Coronavirus

Rivolta sociale al Sud: "Soldi, non cibo"

Gli immigrati minacciano la Protezione civile. La polizia evita il peggio

Rivolta sociale al Sud: "Soldi, non cibo"

Scene di disperazione, urla di protesta, attimi di sfogo che si traducono in invettive contro le forze dell'ordine. Tensioni sociali che rischiano di esplodere. Nelle ultime settimane con la crisi economica che si fa sentire sempre di più, soprattutto nel Sud, si sono moltiplicate le situazioni di disordine come l'assalto ai supermarket e gli acquisti non pagati. A Pozzuoli, dove alcuni abitanti di un rione hanno urlato ai carabinieri: «Siamo disperati a morte, non possiamo mangiare. Ci dobbiamo sfogare, noi siamo capaci di uccidere la gente».

A San Ferdinando, in provincia di Reggio Calabria, la Polizia di Stato, è riuscita a placare la protesta di centinaia di immigrati che occupano la tendopoli del piccolo paese della Piana di Gioia Tauro. I migranti hanno rifiutato il cibo consegnato dalla Protezione civile il cui responsabile, Domenico Pallaria, si è dimesso dopo il servizio andato in onda su Report.

A denunciarlo è il vicepresidente della Regione Calabria, Nino Spirlì che, per primo, aveva accolto le richieste del sindaco di San Ferdinando, Andrea Tripodi (Pd), che chiedeva assistenza per gli immigrati. Impossibile per loro lavorare e, dunque, procurarsi da mangiare. La Regione si è mossa in meno di 12 ore per far arrivare alla tendopoli una cucina da campo (con tanto di viveri) che è stata rispedita indietro dagli occupanti. «Sono sconcertato, addolorato e intristito. È inaccettabile che i migranti rifiutino il cibo con la violenza, mentre migliaia di calabresi, che stiamo aiutando, non hanno nemmeno un euro per entrare nei supermercati», ha dichiarato Spirlì.
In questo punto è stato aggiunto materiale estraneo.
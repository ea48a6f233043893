//! Image request model.
//!
//! A [`Request`] describes one image the host pipeline wants to load: where
//! it comes from and how it should be sized on the way in. Requests are
//! immutable once built; transformers produce new requests instead of
//! editing existing ones.

mod builder;
mod source;

pub use builder::RequestBuilder;
pub use source::Source;

use url::Url;

/// How a resized image is fitted into its target box.
#[derive(Debug, Clone, Copy, PartialEq, Eq, Default)]
pub enum ResizeStrategy {
    /// Plain resize, aspect ratio not preserved.
    #[default]
    None,
    /// Scale to fill the target box and crop the overflow.
    CenterCrop,
    /// Scale to fit inside the target box without cropping.
    CenterInside,
}

/// Validation failure while building a [`Request`].
#[derive(Debug, Clone, PartialEq, thiserror::Error)]
pub enum RequestError {
    #[error("resource id must not be zero")]
    ZeroResourceId,
    #[error("resize requires a non-zero width or height")]
    EmptyResize,
    #[error("center crop requires calling resize with a positive width or height")]
    CenterCropWithoutResize,
    #[error("center inside requires calling resize with a positive width or height")]
    CenterInsideWithoutResize,
    #[error("center crop and center inside are mutually exclusive")]
    ConflictingStrategy,
    #[error("only scale down requires calling resize with a positive width or height")]
    OnlyScaleDownWithoutResize,
}

/// An immutable image load request.
#[derive(Debug, Clone, PartialEq)]
pub struct Request {
    source: Source,
    target_width: u32,
    target_height: u32,
    resize_strategy: ResizeStrategy,
    only_scale_down: bool,
    rotation_degrees: f32,
    stable_key: Option<String>,
}

impl Request {
    /// Start a request for a URI.
    pub fn builder(uri: Url) -> RequestBuilder {
        RequestBuilder::new(Source::Uri(uri))
    }

    /// Start a request for a local resource handle.
    pub fn for_resource(id: u32) -> RequestBuilder {
        RequestBuilder::new(Source::Resource(id))
    }

    /// Builder seeded with every field of this request.
    pub fn new_builder(&self) -> RequestBuilder {
        RequestBuilder::from_request(self)
    }

    pub fn source(&self) -> &Source {
        &self.source
    }

    pub fn uri(&self) -> Option<&Url> {
        self.source.uri()
    }

    pub fn target_width(&self) -> u32 {
        self.target_width
    }

    pub fn target_height(&self) -> u32 {
        self.target_height
    }

    /// True when a resize was requested (either dimension non-zero).
    pub fn has_size(&self) -> bool {
        self.target_width != 0 || self.target_height != 0
    }

    pub fn resize_strategy(&self) -> ResizeStrategy {
        self.resize_strategy
    }

    pub fn center_crop(&self) -> bool {
        self.resize_strategy == ResizeStrategy::CenterCrop
    }

    pub fn center_inside(&self) -> bool {
        self.resize_strategy == ResizeStrategy::CenterInside
    }

    pub fn only_scale_down(&self) -> bool {
        self.only_scale_down
    }

    pub fn rotation_degrees(&self) -> f32 {
        self.rotation_degrees
    }

    pub fn stable_key(&self) -> Option<&str> {
        self.stable_key.as_deref()
    }

    /// Copy of this request pointing at `url`, with sizing and fit cleared.
    ///
    /// Used once a remote service has taken over resizing; the copy always
    /// satisfies the builder's validation rules.
    pub(crate) fn proxied(&self, url: Url) -> Request {
        self.new_builder()
            .set_uri(url)
            .clear_resize()
            .clear_center_crop()
            .clear_center_inside()
            .finish()
    }
}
Sono più di quattrocento gli immigrati che vivono nella tendopoli, in precarie condizioni igienico sanitarie. Una situazione che, con l'aggravarsi dell'emergenza sanitaria anche nelle zone del Mezzogiorno, aveva iniziato a preoccupare l'amministrazione, conscia che un eventuale caso di coronavirus all'interno della tendopoli avrebbe potuto far scattare una «bomba sanitaria». Così erano iniziati i primi interventi di prevenzione. La sanificazione degli spazi, l'installazione di una tenda per la quarantena, in modo da poter garantire l'isolamento dei migranti nel caso venissero riscontrati i contagi. Misure che, però, non erano accompagnate dalla necessaria diligenza dei migranti nel rispettare le regole che, nonostante i ripetuti richiami, continuavano ad entrare e uscire dalla tendopoli senza protezioni.
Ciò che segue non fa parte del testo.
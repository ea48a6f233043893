//! HMAC-SHA1 URL signatures, as verified by Thumbor's security key check.

use base64::{engine::general_purpose::URL_SAFE, Engine as _};
use hmac::{Hmac, Mac};
use sha1::Sha1;

use super::ThumborError;

type HmacSha1 = Hmac<Sha1>;

/// URL-safe base64 (padded) of HMAC-SHA1(`key`, `config`).
pub(super) fn signature(key: &str, config: &str) -> Result<String, ThumborError> {
    let mut mac = HmacSha1::new_from_slice(key.as_bytes()).map_err(|_| ThumborError::Signing)?;
    mac.update(config.as_bytes());
    Ok(URL_SAFE.encode(mac.finalize().into_bytes()))
}
//! Request transformer interface.
//!
//! The host image pipeline hands every request to a [`RequestTransformer`]
//! before fetching. A transformer either returns the same `Arc` (nothing to
//! do) or a new request, so callers can use [`Arc::ptr_eq`] to tell whether
//! anything changed.

mod proxy;

pub use proxy::{CapabilityCheck, Customize, ThumborRequestTransformer};

use std::sync::Arc;

use crate::request::Request;

/// Rewrites requests before they are fetched.
pub trait RequestTransformer: Send + Sync {
    fn transform_request(&self, request: Arc<Request>) -> Arc<Request>;
}

/// Returns every request unchanged.
#[derive(Debug, Clone, Copy, Default)]
pub struct IdentityTransformer;

impl RequestTransformer for IdentityTransformer {
    fn transform_request(&self, request: Arc<Request>) -> Arc<Request> {
        request
    }
}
Così, per limitare le uscite e, allo stesso tempo garantire assistenza ai migranti, la Regione era riuscita a creare una catena di solidarietà con la Protezione civile, i Comuni, la Caritas, le aziende e i privati per arrivare ad allestire una cucina da campo all'interno della tendopoli, in grado di fornire mille pasti caldi al giorno. Se non fosse che, ancora prima che la cucina mobile venisse allestita, un gruppo di migranti venuti a conoscenza della novità ha fatto partire la protesta. «Non volevano il cibo, non volevano i pasti, ma volevano i soldi», racconta il sindaco Tripodi.

Una protesta condita di insulti e minacce ai volontari e tanto accesa da obbligare la Protezione Civile, pronta ad entrare nella tendopoli, a fare dietrofront su invito della Polizia di Stato per evitare che i disordini degenerassero.